En el centro del fondo de mi alma
Cuántas luces dejaste encendidas!, yo no sé cómo voy a apagarlas...
Cuando termina de cantar esta canción de José Alfredo Jiménez, la escritora mira a su alrededor y sonríe sin darse cuenta. Entonces comprende que necesita grabar en su memoria este momento, esta rara, sencilla y misteriosa, transparente clase de felicidad.
Ha llegado hasta aquí a primera hora de la tarde, desde la limpísima ciudad californiana cuya opulenta universidad la ha invitado a cruzar el Atlántico. Ha entrado en coche por una de las fronteras más difíciles, más malditas, del mundo entero, y Tijuana le ha explotado en los ojos desde el otro lado de las garitas. Sólo con verla a lo lejos, su memoria ha explotado en recuerdos propios y sin embargo ajenos, vividos en vidas de otros. La emoción de Luis Cernuda al pisar México, llegando él también de Estados Unidos, y reconocer la España que había perdido en el polvo y el ruido, el impecable ejercicio de la dignidad que cabe en la pobreza. Y la infancia de su abuela Rosalía Rodríguez, que nació en Atoyac, en el Estado de Veracruz, el único del que echaron a los inmigrantes españoles después de la Revolución. Cuéntame cosas de México, abuela... ¿Y qué te voy a contar?, si no me acuerdo de nada. Sus bisabuelos emigraron con tanta torpeza, que cinco años después de haber llegado tuvieron que volverse con las manos vacías y dos niñas que siempre fueron madrileñas. De la calle Velarde, más exactamente. Claro, que por eso está ella en este mundo.
"Había mucho calor en los silencios de un auditorio capaz de incendiar un corazón helado"
A la escritora siempre le han pasado cosas buenas en México, y sin embargo, hoy ha sido un día especial. No sólo por el viejo anhelo de pisar Tijuana, ni por la extraña sensación de cruzar esta frontera mítica. Ni siquiera porque en San Diego sea imposible tomarse una margarita que no haya sido estropeada previamente con un chorro de jarabe de mango o de frambuesa. Es algo distinto, hoy va a ser un día distinto. Tanto que ahora, de vuelta a su casa, a su mesa, mientras escribe este artículo, no encuentra los adjetivos precisos para evocar el jardín de la Casa de la Cultura.

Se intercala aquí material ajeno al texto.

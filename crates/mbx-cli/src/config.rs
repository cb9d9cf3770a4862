// Copyright 2026 Phillip Cloud
// Licensed under the Apache License, Version 2.0

use anyhow::{Context, Result, anyhow, bail};
use mbx_app::DEFAULT_VIEWPORT_HEIGHT;
use serde::Deserialize;
use std::collections::BTreeMap;
use std::env;
use std::fs;
use std::path::{Path, PathBuf};
use std::time::Duration;

pub const CONFIG_VERSION: i64 = 1;
pub const CONFIG_PATH_ENV: &str = "MBX_CONFIG_PATH";

const APP_NAME: &str = "mbx";
const CONFIG_FILE_NAME: &str = "config.toml";
const LOG_FILE_NAME: &str = "mbx.log";
const DEFAULT_LOG_LEVEL: &str = "info";
const MAX_VIEWPORT_HEIGHT: usize = 200;
const LOG_LEVELS: [&str; 6] = ["trace", "debug", "info", "warn", "error", "off"];

#[derive(Debug, Clone, Deserialize, PartialEq, Eq)]
pub struct Config {
    pub version: i64,
    #[serde(default)]
    pub default_profile: Option<String>,
    #[serde(default)]
    pub profiles: BTreeMap<String, Profile>,
    #[serde(default)]
    pub http: Http,
    #[serde(default)]
    pub ui: Ui,
    #[serde(default)]
    pub log: Log,
}

#[derive(Debug, Clone, Default, Deserialize, PartialEq, Eq)]
pub struct Profile {
    pub url: Option<String>,
    pub token: Option<String>,
}

#[derive(Debug, Clone, Default, Deserialize, PartialEq, Eq)]
pub struct Http {
    pub timeout: Option<String>,
}

#[derive(Debug, Clone, Default, Deserialize, PartialEq, Eq)]
pub struct Ui {
    pub viewport_height: Option<usize>,
    pub check_updates: Option<bool>,
}

#[derive(Debug, Clone, Default, Deserialize, PartialEq, Eq)]
pub struct Log {
    pub level: Option<String>,
    pub file: Option<String>,
}

impl Default for Config {
    fn default() -> Self {
        Self {
            version: CONFIG_VERSION,
            default_profile: None,
            profiles: BTreeMap::new(),
            http: Http::default(),
            ui: Ui::default(),
            log: Log::default(),
        }
    }
}

/// Values given on the command line (or through their env vars). They win over
/// whatever the selected profile says.
#[derive(Debug, Clone, Default, PartialEq, Eq)]
pub struct Overrides {
    pub url: Option<String>,
    pub token: Option<String>,
    pub profile: Option<String>,
}

/// Fully resolved server connection.
#[derive(Debug, Clone, PartialEq, Eq)]
pub struct Connection {
    pub url: String,
    pub token: String,
    pub profile: Option<String>,
}

impl Config {
    pub fn default_path() -> Result<PathBuf> {
        if let Some(path) = env::var_os(CONFIG_PATH_ENV)
            && !path.is_empty()
        {
            return Ok(PathBuf::from(path));
        }

        let base = dirs::config_dir().ok_or_else(|| {
            anyhow!("cannot resolve config directory; set {CONFIG_PATH_ENV} or pass --config")
        })?;
        Ok(base.join(APP_NAME).join(CONFIG_FILE_NAME))
    }

    pub fn load(path: &Path) -> Result<Self> {
        if !path.exists() {
            return Ok(Self::default());
        }

        let raw = fs::read_to_string(path)
            .with_context(|| format!("read config file {}", path.display()))?;
        let value: toml::Value = toml::from_str(&raw).with_context(|| {
            format!(
                "parse config file {} -- check the TOML syntax and compare with `mbx --print-example-config`",
                path.display()
            )
        })?;

        let version = value
            .get("version")
            .and_then(toml::Value::as_integer)
            .ok_or_else(|| {
                anyhow!(
                    "config file {} has no integer `version`; add `version = {CONFIG_VERSION}` at the top",
                    path.display()
                )
            })?;
        if version != CONFIG_VERSION {
            bail!(
                "config file {} uses version {version}, but this mbx reads version {CONFIG_VERSION}; \
                 regenerate it with `mbx --print-example-config`",
                path.display()
            );
        }

        let config: Self = value.try_into().with_context(|| {
            format!(
                "decode config file {} -- check key names and value types",
                path.display()
            )
        })?;
        config.validate(path)?;
        Ok(config)
    }

    fn validate(&self, path: &Path) -> Result<()> {
        if let Some(name) = &self.default_profile
            && !self.profiles.contains_key(name)
        {
            bail!(
                "default_profile {name:?} in {} has no [profiles.{name}] table; available: {}",
                path.display(),
                self.available_profiles()
            );
        }

        for (name, profile) in &self.profiles {
            if let Some(url) = &profile.url
                && url.trim().is_empty()
            {
                bail!(
                    "[profiles.{name}] url in {} is empty; set it to the Metabase base URL",
                    path.display()
                );
            }
        }

        if let Some(timeout) = &self.http.timeout {
            parse_duration(timeout).with_context(|| {
                format!(
                    "[http] timeout in {} is invalid; use a value like \"30s\" or \"500ms\"",
                    path.display()
                )
            })?;
        }

        if let Some(height) = self.ui.viewport_height
            && !(1..=MAX_VIEWPORT_HEIGHT).contains(&height)
        {
            bail!(
                "[ui] viewport_height in {} must be between 1 and {MAX_VIEWPORT_HEIGHT}, got {height}",
                path.display()
            );
        }

        if let Some(level) = &self.log.level
            && !LOG_LEVELS.contains(&level.trim().to_ascii_lowercase().as_str())
        {
            bail!(
                "[log] level {level:?} in {} is not recognized; use one of {}",
                path.display(),
                LOG_LEVELS.join(", ")
            );
        }

        Ok(())
    }

    /// Picks the profile (flag, then `default_profile`, then the only profile
    /// when exactly one exists) and layers the overrides on top of it.
    pub fn resolve(&self, overrides: &Overrides) -> Result<Connection> {
        let profile_name = overrides
            .profile
            .clone()
            .or_else(|| self.default_profile.clone())
            .or_else(|| {
                (self.profiles.len() == 1)
                    .then(|| self.profiles.keys().next().cloned())
                    .flatten()
            });

        let profile = match &profile_name {
            Some(name) => Some(self.profiles.get(name).ok_or_else(|| {
                anyhow!(
                    "profile {name:?} not found; available: {}",
                    self.available_profiles()
                )
            })?),
            None => None,
        };

        let url = non_blank(overrides.url.as_deref())
            .or_else(|| profile.and_then(|profile| non_blank(profile.url.as_deref())));
        let token = non_blank(overrides.token.as_deref())
            .or_else(|| profile.and_then(|profile| non_blank(profile.token.as_deref())));

        match (url, token) {
            (Some(url), Some(token)) => Ok(Connection {
                url,
                token,
                profile: profile_name,
            }),
            (url, token) => bail!(
                "missing configuration: URL={}, Token={} -- pass --url/--token, set MBX_URL/MBX_TOKEN, \
                 or add them to a [profiles.<name>] table",
                presence_mark(url.is_some()),
                presence_mark(token.is_some())
            ),
        }
    }

    pub fn profile_names(&self) -> Vec<&str> {
        self.profiles.keys().map(String::as_str).collect()
    }

    pub fn http_timeout(&self) -> Result<Option<Duration>> {
        self.http
            .timeout
            .as_deref()
            .map(parse_duration)
            .transpose()
    }

    pub fn viewport_height(&self) -> usize {
        self.ui.viewport_height.unwrap_or(DEFAULT_VIEWPORT_HEIGHT)
    }

    pub fn check_updates(&self) -> bool {
        self.ui.check_updates.unwrap_or(true)
    }

    pub fn log_level(&self) -> String {
        self.log
            .level
            .as_deref()
            .map(|level| level.trim().to_ascii_lowercase())
            .unwrap_or_else(|| DEFAULT_LOG_LEVEL.to_owned())
    }

    pub fn log_file(&self) -> Result<PathBuf> {
        if let Some(file) = non_blank(self.log.file.as_deref()) {
            return Ok(PathBuf::from(file));
        }
        let base = dirs::data_local_dir().ok_or_else(|| {
            anyhow!("cannot resolve data directory; set [log] file in the config")
        })?;
        Ok(base.join(APP_NAME).join(LOG_FILE_NAME))
    }

    pub fn example_config(path: &Path) -> String {
        format!(
            r#"# mbx config
# Save this file as {}

version = {CONFIG_VERSION}

# Profile used when --profile is not given.
default_profile = "work"

[profiles.work]
url = "https://metabase.example.com"
# API key created under Admin settings > Authentication > API keys.
token = "mb_xxx"

[http]
# Request timeout, e.g. "30s" or "500ms". Unset waits as long as the server takes.
# timeout = "30s"

[ui]
viewport_height = {DEFAULT_VIEWPORT_HEIGHT}
check_updates = true

[log]
level = "{DEFAULT_LOG_LEVEL}"
# file = "/tmp/mbx.log"
"#,
            path.display()
        )
    }

    fn available_profiles(&self) -> String {
        if self.profiles.is_empty() {
            "(none)".to_owned()
        } else {
            self.profile_names().join(", ")
        }
    }
}

fn non_blank(value: Option<&str>) -> Option<String> {
    value
        .map(str::trim)
        .filter(|value| !value.is_empty())
        .map(ToOwned::to_owned)
}

fn presence_mark(present: bool) -> &'static str {
    if present { "✓" } else { "✗" }
}

pub fn parse_duration(raw: &str) -> Result<Duration> {
    let trimmed = raw.trim();
    let (number, unit) = if let Some(value) = trimmed.strip_suffix("ms") {
        (value, "ms")
    } else if let Some(value) = trimmed.strip_suffix('s') {
        (value, "s")
    } else if let Some(value) = trimmed.strip_suffix('m') {
        (value, "m")
    } else {
        bail!("duration {raw:?} needs a unit suffix: ms, s, or m");
    };

    let amount: u64 = number
        .trim()
        .parse()
        .with_context(|| format!("duration {raw:?} is not a whole number"))?;
    if amount == 0 {
        bail!("duration {raw:?} must be greater than zero");
    }

    let duration = match unit {
        "ms" => Duration::from_millis(amount),
        "s" => Duration::from_secs(amount),
        _ => Duration::from_secs(amount.saturating_mul(60)),
    };
    Ok(duration)
}
#[derive(Debug, Clone, Default, PartialEq, Eq)]
pub struct NavigationContext {
    pub cursor: usize,
    pub selected_database: Option<Database>,
    pub selected_schema: Option<Schema>,
    pub selected_table: Option<Table>,
    pub selected_collection: Option<CollectionRef>,
    pub selected_item: Option<CollectionItem>,
    pub collection_stack: CollectionStack,
    pub loading: bool,
    pub error: Option<String>,
    pending: Option<PendingLoad>,
}

impl NavigationContext {
    pub fn pending(&self) -> Option<PendingLoad> {
        self.pending
    }
}

#[derive(Debug, Clone, PartialEq, Eq)]
pub struct AppState {
    pub view: ViewState,
    pub mode: InputMode,
    pub nav: NavigationContext,
    pub lists: Lists,
    pub viewport: Viewport,
    pub detail: Option<ItemDetail>,
    pub detail_origin: ViewState,
    /// Last query submitted from the search view.
    pub search_query: String,
    pub spinner_frame: usize,
    pub update_notice: Option<String>,
    base_url: String,
    next_request_id: RequestId,
}
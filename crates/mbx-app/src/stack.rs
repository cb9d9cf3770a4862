// Copyright 2026 Phillip Cloud
// Licensed under the Apache License, Version 2.0

use crate::model::CollectionRef;

/// Ancestors of the collection currently shown, oldest first. Empty while
/// browsing a top-level collection.
#[derive(Debug, Clone, Default, PartialEq, Eq)]
pub struct CollectionStack {
    frames: Vec<CollectionRef>,
}

impl CollectionStack {
    pub fn push(&mut self, collection: CollectionRef) {
        self.frames.push(collection);
    }

    pub fn pop(&mut self) -> Option<CollectionRef> {
        self.frames.pop()
    }

    pub fn clear(&mut self) {
        self.frames.clear();
    }

    pub fn len(&self) -> usize {
        self.frames.len()
    }

    pub fn is_empty(&self) -> bool {
        self.frames.is_empty()
    }

    pub fn iter(&self) -> impl Iterator<Item = &CollectionRef> {
        self.frames.iter()
    }
}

Hacía frío, aquella tarde, aquella noche ya. Hacía frío a pesar de las estufas verticales -calentones, en la proverbial genialidad mexicana- que flanqueaban una carpa demasiado pequeña. Hacía frío, y sin embargo, había calor, mucho calor en las miradas, en las palabras, en los silencios de un auditorio capaz de incendiar un corazón helado. Pero seguía haciendo frío, y por eso, al llegar al restaurante, pidieron un tequila bien derechito para entonarse. Y llegaron los músicos, y pidieron a José Alfredo, y más tequila, y más José Alfredo, y unos tacos exquisitos de un pescado cuyo nombre nunca debería haber olvidado, y más tequila, y más José Alfredo, y una arrachera para compartir, y más tequila, y más José Alfredo, y el mundo ya era perfecto antes de los bares y del bailongo.
A la mañana siguiente se despertó como nueva, y eso que habían rematado la noche con mezcal, a la salud del Cónsul. Para todo mal, mezcal; para todo bien, también. Lowry tenía razón, y a pesar de lo que dicen, Tijuana de día sigue siendo Tijuana. Lo fue tanto que mientras desayunaba unos chilaquiles, la escritora volvió a pensar que era necesario recordarlo todo, imprescindible grabar en su memoria ese ¡órale!, que se parece al ¡ándale!, pero es ligeramente más eufórico, y distinto del ¡híjole!, que expresa una pequeña dosis de contrariedad. Los analizaron muy seriamente, y ella se rió tanto, pero tanto, y disfrutó tan desmesuradamente de cada cosa pequeña, que su alegría se hizo muy grande antes incluso de llegar a Puerto Nuevo, cuando un control militar paró un coche abarrotado de mujeres aficionadas a los juegos de palabras.
-Ay, pues, ¿y por qué ustedes todas fuman? -les preguntó el soldado que les revisó los bolsos, y a ellas les dio tal ataque de risa que llegaron a temer algo peor. Él, sin embargo, se rió con ellas y las dejó seguir sin más el camino de la langosta.
Pero lo más extraordinario pasó después, cuando la escritora tuvo que empezar a descontar los minutos que faltaban para llegar a la frontera. Si sólo llevo un día aquí, pensaba, ¿por qué me da tanta pena marcharme? Así empezaron las despedidas, Amaranta y Cristina se quedaron en una esquina, las tres se hicieron una foto con las cabezas pegadas antes de abrazarse, y menos de una hora después todo había terminado, aunque Tijuana sólo murió en La Jolla, en las últimas fotos, los últimos abrazos. Después, Karla y Verónica volvieron a México, y la dejaron allí, en su hotel, intentando comprender, escoger palabras justas para explicarse a sí misma Tijuana, lo que le había pasado en Tijuana.
No sabe aún si las ha encontrado, pero siempre puede tomárselas prestadas a José Alfredo. Tantas cosas quedaron prendidas en el centro del fondo de mi alma... Cosas que no olvidará jamás.